→ **WORK REQUIRED**:
Output every record below exactly as it appears.

==== SUPPLIED INFORMATION ====

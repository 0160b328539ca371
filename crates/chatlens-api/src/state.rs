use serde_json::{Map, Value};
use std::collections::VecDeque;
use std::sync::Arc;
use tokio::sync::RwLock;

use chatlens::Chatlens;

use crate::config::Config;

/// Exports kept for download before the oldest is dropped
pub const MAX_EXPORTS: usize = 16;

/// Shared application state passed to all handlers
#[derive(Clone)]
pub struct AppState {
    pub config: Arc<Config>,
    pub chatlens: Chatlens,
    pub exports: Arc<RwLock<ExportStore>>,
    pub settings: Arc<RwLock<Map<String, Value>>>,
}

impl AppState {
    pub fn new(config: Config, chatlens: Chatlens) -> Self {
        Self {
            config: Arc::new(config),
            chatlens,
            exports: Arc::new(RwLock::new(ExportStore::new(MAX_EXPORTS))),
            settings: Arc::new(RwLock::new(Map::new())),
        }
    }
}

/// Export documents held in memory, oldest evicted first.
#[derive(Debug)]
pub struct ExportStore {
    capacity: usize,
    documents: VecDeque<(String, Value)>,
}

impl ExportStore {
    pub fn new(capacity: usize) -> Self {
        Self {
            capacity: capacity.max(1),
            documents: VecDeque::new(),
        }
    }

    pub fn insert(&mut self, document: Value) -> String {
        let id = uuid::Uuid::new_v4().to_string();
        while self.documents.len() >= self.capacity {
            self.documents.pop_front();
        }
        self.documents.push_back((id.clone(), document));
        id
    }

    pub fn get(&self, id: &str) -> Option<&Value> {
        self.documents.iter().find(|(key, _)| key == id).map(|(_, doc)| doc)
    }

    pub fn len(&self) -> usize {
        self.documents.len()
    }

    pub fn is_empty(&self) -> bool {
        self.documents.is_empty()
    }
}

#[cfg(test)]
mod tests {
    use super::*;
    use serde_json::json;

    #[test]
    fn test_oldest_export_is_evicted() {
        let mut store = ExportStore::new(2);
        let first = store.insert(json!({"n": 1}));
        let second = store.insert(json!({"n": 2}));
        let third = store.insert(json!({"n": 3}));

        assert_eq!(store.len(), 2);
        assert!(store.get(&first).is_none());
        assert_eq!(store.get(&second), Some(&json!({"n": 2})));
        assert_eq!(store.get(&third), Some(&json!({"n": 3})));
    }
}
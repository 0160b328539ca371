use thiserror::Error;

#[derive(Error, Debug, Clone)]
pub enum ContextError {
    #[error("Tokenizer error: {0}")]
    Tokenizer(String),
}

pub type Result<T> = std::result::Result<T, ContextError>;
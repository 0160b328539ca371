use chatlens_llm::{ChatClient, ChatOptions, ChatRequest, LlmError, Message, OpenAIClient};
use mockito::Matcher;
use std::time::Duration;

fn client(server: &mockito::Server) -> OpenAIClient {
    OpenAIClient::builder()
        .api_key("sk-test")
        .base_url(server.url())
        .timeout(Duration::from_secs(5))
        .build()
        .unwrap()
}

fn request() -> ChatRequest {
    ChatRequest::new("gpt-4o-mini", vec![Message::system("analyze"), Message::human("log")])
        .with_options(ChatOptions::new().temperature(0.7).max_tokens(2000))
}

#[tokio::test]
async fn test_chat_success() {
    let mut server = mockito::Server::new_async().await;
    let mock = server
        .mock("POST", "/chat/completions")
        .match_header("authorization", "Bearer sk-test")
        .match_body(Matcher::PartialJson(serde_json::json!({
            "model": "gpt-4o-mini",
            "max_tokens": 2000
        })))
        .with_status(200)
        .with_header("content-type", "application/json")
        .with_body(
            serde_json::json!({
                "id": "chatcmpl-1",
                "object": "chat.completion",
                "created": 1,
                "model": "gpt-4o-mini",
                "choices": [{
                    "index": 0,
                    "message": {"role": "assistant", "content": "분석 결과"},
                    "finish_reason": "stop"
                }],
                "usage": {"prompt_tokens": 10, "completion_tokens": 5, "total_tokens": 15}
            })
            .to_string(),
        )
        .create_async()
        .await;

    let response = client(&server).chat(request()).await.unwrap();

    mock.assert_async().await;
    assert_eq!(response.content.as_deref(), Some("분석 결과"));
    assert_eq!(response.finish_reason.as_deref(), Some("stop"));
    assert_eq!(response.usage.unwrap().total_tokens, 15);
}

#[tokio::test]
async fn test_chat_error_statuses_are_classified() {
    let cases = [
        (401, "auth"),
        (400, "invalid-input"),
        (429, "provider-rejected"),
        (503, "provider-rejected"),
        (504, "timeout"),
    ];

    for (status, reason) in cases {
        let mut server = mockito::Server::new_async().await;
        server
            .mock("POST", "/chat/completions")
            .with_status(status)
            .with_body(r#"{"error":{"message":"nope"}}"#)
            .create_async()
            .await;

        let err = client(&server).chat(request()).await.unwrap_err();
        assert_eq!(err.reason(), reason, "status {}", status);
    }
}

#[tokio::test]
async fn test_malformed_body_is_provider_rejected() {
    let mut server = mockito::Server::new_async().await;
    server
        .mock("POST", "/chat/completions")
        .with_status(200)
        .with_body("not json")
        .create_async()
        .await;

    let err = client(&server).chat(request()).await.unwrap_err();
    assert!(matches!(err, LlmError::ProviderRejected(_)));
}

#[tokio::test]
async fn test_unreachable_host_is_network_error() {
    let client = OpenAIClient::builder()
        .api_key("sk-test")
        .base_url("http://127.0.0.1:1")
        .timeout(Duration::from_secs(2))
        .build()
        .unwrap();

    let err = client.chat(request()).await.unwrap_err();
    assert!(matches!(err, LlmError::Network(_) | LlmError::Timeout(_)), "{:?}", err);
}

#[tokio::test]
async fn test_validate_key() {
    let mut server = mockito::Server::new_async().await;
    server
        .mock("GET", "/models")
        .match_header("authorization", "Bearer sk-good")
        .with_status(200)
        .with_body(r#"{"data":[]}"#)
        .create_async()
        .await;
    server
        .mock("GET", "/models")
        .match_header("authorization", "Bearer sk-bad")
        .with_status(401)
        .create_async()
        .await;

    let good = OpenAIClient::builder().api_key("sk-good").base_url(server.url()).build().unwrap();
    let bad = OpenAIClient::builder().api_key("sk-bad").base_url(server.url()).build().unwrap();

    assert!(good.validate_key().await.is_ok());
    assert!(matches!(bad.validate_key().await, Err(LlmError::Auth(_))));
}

====

→ **TASK RESULT**:
repository 0160b328539ca371
filename crates/chatlens-api/src/state.rs
use serde_json::{Map, Value};
use std::collections::VecDeque;
use std::sync::Arc;
use tokio::sync::RwLock;

use chatlens::Chatlens;

use crate::config::Config;

/// Exports kept for download before the oldest is dropped
pub const MAX_EXPORTS: usize = 16;

/// Shared application state passed to all handlers
#[derive(Clone)]
pub struct AppState {
    pub config: Arc<Config>,
    pub chatlens: Chatlens,
    pub exports: Arc<RwLock<ExportStore>>,
    pub settings: Arc<RwLock<Map<String, Value>>>,
}

impl AppState {
    pub fn new(config: Config, chatlens: Chatlens) -> Self {
        Self {
            config: Arc::new(config),
            chatlens,
            exports: Arc::new(RwLock::new(ExportStore::new(MAX_EXPORTS))),
            settings: Arc::new(RwLock::new(Map::new())),
        }
    }
}

/// Export documents held in memory, oldest evicted first.
#[derive(Debug)]
pub struct ExportStore {
    capacity: usize,
    documents: VecDeque<(String, Value)>,
}

impl ExportStore {
    pub fn new(capacity: usize) -> Self {
        Self {
            capacity: capacity.max(1),
            documents: VecDeque::new(),
        }
    }

    pub fn insert(&mut self, document: Value) -> String {
        let id = uuid::Uuid::new_v4().to_string();
        while self.documents.len() >= self.capacity {
            self.documents.pop_front();
        }
        self.documents.push_back((id.clone(), document));
        id
    }

    pub fn get(&self, id: &str) -> Option<&Value> {
        self.documents.iter().find(|(key, _)| key == id).map(|(_, doc)| doc)
    }

    pub fn len(&self) -> usize {
        self.documents.len()
    }

    pub fn is_empty(&self) -> bool {
        self.documents.is_empty()
    }
}

#[cfg(test)]
mod tests {
    use super::*;
    use serde_json::json;

    #[test]
    fn test_oldest_export_is_evicted() {
        let mut store = ExportStore::new(2);
        let first = store.insert(json!({"n": 1}));
        let second = store.insert(json!({"n": 2}));
        let third = store.insert(json!({"n": 3}));

        assert_eq!(store.len(), 2);
        assert!(store.get(&first).is_none());
        assert_eq!(store.get(&second), Some(&json!({"n": 2})));
        assert_eq!(store.get(&third), Some(&json!({"n": 3})));
    }
}
repository 0160b328539ca371
use thiserror::Error;

#[derive(Error, Debug, Clone)]
pub enum ContextError {
    #[error("Tokenizer error: {0}")]
    Tokenizer(String),
}

pub type Result<T> = std::result::Result<T, ContextError>;
repository 0160b328539ca371
use chatlens_llm::{ChatClient, ChatOptions, ChatRequest, LlmError, Message, OpenAIClient};
use mockito::Matcher;
use std::time::Duration;

fn client(server: &mockito::Server) -> OpenAIClient {
    OpenAIClient::builder()
        .api_key("sk-test")
        .base_url(server.url())
        .timeout(Duration::from_secs(5))
        .build()
        .unwrap()
}

fn request() -> ChatRequest {
    ChatRequest::new("gpt-4o-mini", vec![Message::system("analyze"), Message::human("log")])
        .with_options(ChatOptions::new().temperature(0.7).max_tokens(2000))
}

#[tokio::test]
async fn test_chat_success() {
    let mut server = mockito::Server::new_async().await;
    let mock = server
        .mock("POST", "/chat/completions")
        .match_header("authorization", "Bearer sk-test")
        .match_body(Matcher::PartialJson(serde_json::json!({
            "model": "gpt-4o-mini",
            "max_tokens": 2000
        })))
        .with_status(200)
        .with_header("content-type", "application/json")
        .with_body(
            serde_json::json!({
                "id": "chatcmpl-1",
                "object": "chat.completion",
                "created": 1,
                "model": "gpt-4o-mini",
                "choices": [{
                    "index": 0,
                    "message": {"role": "assistant", "content": "분석 결과"},
                    "finish_reason": "stop"
                }],
                "usage": {"prompt_tokens": 10, "completion_tokens": 5, "total_tokens": 15}
            })
            .to_string(),
        )
        .create_async()
        .await;

    let response = client(&server).chat(request()).await.unwrap();

    mock.assert_async().await;
    assert_eq!(response.content.as_deref(), Some("분석 결과"));
    assert_eq!(response.finish_reason.as_deref(), Some("stop"));
    assert_eq!(response.usage.unwrap().total_tokens, 15);
}

#[tokio::test]
async fn test_chat_error_statuses_are_classified() {
    let cases = [
        (401, "auth"),
        (400, "invalid-input"),
        (429, "provider-rejected"),
        (503, "provider-rejected"),
        (504, "timeout"),
    ];

    for (status, reason) in cases {
        let mut server = mockito::Server::new_async().await;
        server
            .mock("POST", "/chat/completions")
            .with_status(status)
            .with_body(r#"{"error":{"message":"nope"}}"#)
            .create_async()
            .await;

        let err = client(&server).chat(request()).await.unwrap_err();
        assert_eq!(err.reason(), reason, "status {}", status);
    }
}

#[tokio::test]
async fn test_malformed_body_is_provider_rejected() {
    let mut server = mockito::Server::new_async().await;
    server
        .mock("POST", "/chat/completions")
        .with_status(200)
        .with_body("not json")
        .create_async()
        .await;

    let err = client(&server).chat(request()).await.unwrap_err();
    assert!(matches!(err, LlmError::ProviderRejected(_)));
}

#[tokio::test]
async fn test_unreachable_host_is_network_error() {
    let client = OpenAIClient::builder()
        .api_key("sk-test")
        .base_url("http://127.0.0.1:1")
        .timeout(Duration::from_secs(2))
        .build()
        .unwrap();

    let err = client.chat(request()).await.unwrap_err();
    assert!(matches!(err, LlmError::Network(_) | LlmError::Timeout(_)), "{:?}", err);
}

#[tokio::test]
async fn test_validate_key() {
    let mut server = mockito::Server::new_async().await;
    server
        .mock("GET", "/models")
        .match_header("authorization", "Bearer sk-good")
        .with_status(200)
        .with_body(r#"{"data":[]}"#)
        .create_async()
        .await;
    server
        .mock("GET", "/models")
        .match_header("authorization", "Bearer sk-bad")
        .with_status(401)
        .create_async()
        .await;

    let good = OpenAIClient::builder().api_key("sk-good").base_url(server.url()).build().unwrap();
    let bad = OpenAIClient::builder().api_key("sk-bad").base_url(server.url()).build().unwrap();

    assert!(good.validate_key().await.is_ok());
    assert!(matches!(bad.validate_key().await, Err(LlmError::Auth(_))));
}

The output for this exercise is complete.